Ask a leader about the key to success in a rapidly changing world, and the answer isn’t surprising. It’s the ability to adapt and respond to new environments and demands. Simply put, agility.
For those of us who work in heavily regulated industries, the path to agility is not always so simple, especially when dealing with the growing need to adopt and deploy enterprise mobility strategies. That is especially true now as federal agencies deal with the dual challenge of increased remote work, often from home, and increasing sophisticated cyber and network attacks on that work. Never before has a mobile strategy that shores up endpoint security and streamlines manageability been more important. In fact, they are the keys to agility and productivity.
As the supplier of 300K agency-issued mobile devices (and serving 90% of the DoD Classified Mobility Community), we understand what government leaders and federal agencies must do to fulfill and meet their mission and business information sharing objectives. We have seen the importance of delivering actionable information to end-users. Military operators and law enforcement officers need real-time or near-real-time data exchange and related capabilities from the command and control level to the tactical edge in order to effectively dictate the terms of engagement, and ultimately succeed.
Where would that operator, federal agent or law enforcement officer be if they lacked the flexibility that comes from having the right communication and information tools at the right time? Or on-demand data? Or the confidence – whether in field or at home – to do their mission-critical work on a mobile device securely and compliantly?
Simply put, mobility solutions that offer an end-to-end security ecosystem, software integration and seamless and secure desktop access are mission critical.
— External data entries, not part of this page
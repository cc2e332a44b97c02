// Copyright (c) 2025 Geoffrey Huntley <ghuntley@ghuntley.com>. All rights reserved.
// SPDX-License-Identifier: Proprietary

//! Configuration for Warden.
//!
//! This crate provides:
//! - Layered configuration from multiple sources (defaults, TOML file, environment)
//! - Type-safe configuration with validation
//! - Consistent environment variable naming (`WARDEN_*`)
//!
//! # Usage
//!
//! ```ignore
//! use warden_config::load_config;
//!
//! let config = load_config()?;
//! println!("authorization data lives in {}", config.database.url);
//! ```

pub mod error;
pub mod layer;
pub mod sections;
pub mod sources;

pub use error::ConfigError;
pub use layer::WardenConfigLayer;
pub use sections::*;
pub use sources::{ConfigSource, DefaultsSource, EnvSource, Precedence, TomlSource};

use tracing::{debug, info};

/// Fully resolved configuration.
#[derive(Debug, Clone, Default, PartialEq)]
pub struct WardenConfig {
	pub database: DatabaseConfig,
	pub logging: LoggingConfig,
	pub events: EventsConfig,
	pub policy: PolicyConfig,
}

impl WardenConfig {
	/// Report the resolved settings. Call once a subscriber is installed.
	pub fn log_summary(&self) {
		info!(
			database = %self.database.url,
			max_connections = self.database.max_connections,
			log_level = %self.logging.level,
			log_json = self.logging.json,
			event_capacity = self.events.capacity,
			policy = ?self.policy.path,
			builtin_roles = self.policy.builtin_roles,
			builtin_operations = self.policy.builtin_operations,
			"Warden configuration loaded"
		);
	}
}

/// Load configuration from all sources with standard precedence.
///
/// Precedence (highest to lowest):
/// 1. Environment variables (`WARDEN_*`)
/// 2. Config file (`/etc/warden/warden.toml`)
/// 3. Built-in defaults
pub fn load_config() -> Result<WardenConfig, ConfigError> {
	load_config_from_sources(vec![
		Box::new(DefaultsSource),
		Box::new(TomlSource::system()),
		Box::new(EnvSource),
	])
}

/// Load configuration from environment only (for testing or simple deployments).
pub fn load_config_from_env() -> Result<WardenConfig, ConfigError> {
	let mut merged = WardenConfigLayer::default();
	merged.merge(EnvSource.load()?);
	finalize(merged)
}

/// Load configuration with a custom config file path.
pub fn load_config_with_file(
	config_path: impl Into<std::path::PathBuf>,
) -> Result<WardenConfig, ConfigError> {
	load_config_from_sources(vec![
		Box::new(DefaultsSource),
		Box::new(TomlSource::new(config_path)),
		Box::new(EnvSource),
	])
}

/// Merge the given sources in precedence order and resolve the result.
pub fn load_config_from_sources(
	mut sources: Vec<Box<dyn ConfigSource>>,
) -> Result<WardenConfig, ConfigError> {
	sources.sort_by_key(|s| s.precedence());

	let mut merged = WardenConfigLayer::default();
	for source in sources {
		debug!(source = source.name(), "loading configuration source");
		let layer = source.load()?;
		merged.merge(layer);
	}

	finalize(merged)
}

/// Finalize configuration layer into resolved config.
fn finalize(layer: WardenConfigLayer) -> Result<WardenConfig, ConfigError> {
	let config = WardenConfig {
		database: layer.database.unwrap_or_default().finalize(),
		logging: layer.logging.unwrap_or_default().finalize(),
		events: layer.events.unwrap_or_default().finalize(),
		policy: layer.policy.unwrap_or_default().finalize(),
	};

	validate_config(&config)?;
	Ok(config)
}

/// Validate cross-field configuration rules.
fn validate_config(config: &WardenConfig) -> Result<(), ConfigError> {
	config.database.validate()?;

	if config.events.capacity == 0 {
		return Err(ConfigError::Validation(
			"events.capacity (WARDEN_EVENTS_CAPACITY) must be at least 1".to_string(),
		));
	}

	if config.logging.level.trim().is_empty() {
		return Err(ConfigError::Validation(
			"logging.level (WARDEN_LOG_LEVEL) must not be empty".to_string(),
		));
	}

	if !config.policy.builtin_operations && config.policy.path.is_none() {
		return Err(ConfigError::Validation(
			"policy.builtin_operations is disabled but no policy.path is set, \
			 so no operations would be registered"
				.to_string(),
		));
	}

	Ok(())
}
Specifically, mobile devices must have robust security from the chip and hardware level all the way to the software stack, enabling features like malware protection, advanced biometrics, and mission action verification. Additionally, with smartphones serving multiple purposes, including being the centerpiece of a work-from-anywhere strategy, dual data-at-rest encryption – adding two separate layers of encryption – is fast becoming a critical component to security and the agility it permits.
The need for a high level of security that aligns with government work has always been the case, but it is becoming more so now. That’s partly because the scope of remote work is increasing, and there are signs work from home will continue post-COVID. In fact, more than 80% of DoD IT and program managers said they want to see more frequent telework post-pandemic. The other part, though, is another reality of the times: As remote work increases, so does the digital footprint of agencies and the associated cyber threats.
Early in the pandemic, the FBI’s Internet Crime Complaint Center (IC3) reported seeing up to 4,000 cybersecurity complaints every day, a 400% increase from pre- COVID-19 levels. More recently, Bryan Ware, assistant director for cybersecurity for the Cybersecurity and Infrastructure Security Agency, put it this way: “The enterprise perimeter is now extended into a person’s home.” It extends to a person’s pocket, as well. One study points to more than a quarter of all organizations globally being impacted by cyberattacks involving a mobile device.
Fortunately, high-performance mobile devices can be the first line of defense, too, particularly if we manage them well.
Manageability can have different meanings. For instance, a device must be lightweight so that it can easily fit into a pocket or attach as a body camera. When these small devices can connect to private networks or radio systems they aren’t just important, they’re a competitive advantage. Similarly, when outfitted with an agency’s apps and custom accessories, these devices provide situational awareness, facilitate data collection and assist with nearly every other essential task that agency personnel need to stay productive no matter where they are working.
Manageability also speaks, critically, to how organizations keep a “fleet” of devices secure. Departments must update smartphones with the latest software and applications to defend against evolving and dangerous threats. Inconsistent updates or carrier delays can leave devices vulnerable. That’s why, in the present day and age, secure management means remote management.
However, secure management is only as good as your ability to enforce compliance out of the box. With automated bulk enrollment tools, over-the-air customization technologies, and zero day feature support for security features, agency IT ensures devices comply with all regulatory requirements and are ready-to-go the moment they are deployed. In September, NASA Inspector General Paul Martin testified to a House subcommittee that since the pandemic began, “phishing attempts have doubled and malware attacks have increased exponentially.” The ability to thwart these attacks and deliver and deploy security patches remotely and rapidly can be the difference between success and failure.
When devices are ready-to-go and don’t need to be taken offline to update and patch, it keeps people on the job. When the user experience (UE), from enrollment to end use, is fast, easy and well-supported, it improves efficiency. And when the user interface (UI) is consistent and intuitive, it keeps devices — and the officers/agents/operators using them — agile and productive.
For federal government departments and agencies, agility is no longer a question or an option. It’s the new standard reinforced by the mobile solutions that provide security and manageability. To fulfill their missions, these organizations need the most forward-thinking and innovative device capabilities on the market.
Let’s make sure they have the tools they need to do the job.
Chris Balcik is vice president of sales for the federal government at Samsung.